19 Kasım 2013 Salı

Sadece Biraz Hoşgörü

  Türk milletinin özünde ne kadar sabırsız ve tahammülsüz olduğu trafikte belli olur. İnsanoğlunun diye başlayabilirdim bu cümleye ama mükemmel trafik sistemi algısını yayasından sürücüsüne kadar trafikte yer alan her bir üyeye oturtmuş ülkeler gördükten sonra başlayamıyorum haliyle. Trafik sıkışıklığı veya trafikte sizi durdurmaya, yavaşlatmaya veya yapmak istediğiniz şeyi yaptırmamaya (bu kural dışı bile olsa) yönelik her hareket bir kavga sebebi bizim ülkemizde. Kırmızı ışıkta 2 sn geç kalktığı dahası sarıda daha harekete başlamadığı için korna yemeyen var mı? Kornayı duyuyoruz ağızlarından dökülen cümleleri iyi ki duymuyoruz...

  Ben yaklaşık 11 yıldır araba kullanıyorum. Bu konuda usta olduğunu düşündüğüm insanlardan araba kullanma konusunda övgü alıyorum. 'Bir bayana göre' iyi kullandığımı söylüyorlar. Bu nasıl bir kriterdir? Bir bayan göre ne demektir? Bayanlar kötü mü kullanır? Hayır hiç sanmıyorum. Bence kötü araç kullanan bayan yoktur tahammülsüz şoför vardır!
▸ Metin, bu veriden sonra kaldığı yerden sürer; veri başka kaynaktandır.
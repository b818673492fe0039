//! Shared callable dispatch (component E).
//!
//! One routine decides the invocation shape for every call site: module
//! attributes resolve through the import registry, `self.` calls go to
//! the current receiver, builtin names go to runtime helpers, lambdas
//! and closure variables go through their `call` method, constructors go
//! through `init`, and everything else is a plain call. Assertion
//! emission, decorator handling and higher-order arguments all reuse
//! this routine.

use anyhow::Result;
use zigpyler_hir::scope::child_scope;
use zigpyler_hir::{CallKeyword, HirExpr, HirFunction, HirStmt, Literal, NativeType, ParamKind};

use super::context::ZigBackend;

/// Builtin-type namespaces whose "class methods" dispatch through the
/// runtime library (`float.fromhex`, `dict.fromkeys`, …).
const BUILTIN_TYPE_NAMESPACES: &[&str] = &["float", "int", "str", "dict", "bytes"];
  Hiç kimse annesinin karnından araba kullanmayı bilerek dünyaya gelmiyor. Yürümeyi düşe kalka öğrendiğimiz gibi araba kullanmayı da deneye yanıla öğreniyoruz. Genele vurulduğunda bayanlar erkekler kadar araba kullanma şansı yakalamıyor. Bu şansı yakalayanlar da zaten yıllardır ustalaşmış, kuralda da kuralsızlıkta da sınır tanımayan, tahammülsüz sürücülerle dolu bir havuzun içinde buluyorlar kendilerini. Zaten naif olan yapılarıyla kazasız belasız ulaşmaya çalışıyorlar gidecekleri yere. Yeni araba kullanmaya başlayan arkadaşlarımın arkadan araba geldiğini görünce daha arkadaki hiçbir şey yapmadan gerildiğini görüyorum. Çünkü biliyorlar ki arkadan gelen tahammülsüz bir sürücü. Bu sürücü erkek de olabilir bayan da olabilir kesin olan bir şey varsa sana söylenme şansı yüksektir.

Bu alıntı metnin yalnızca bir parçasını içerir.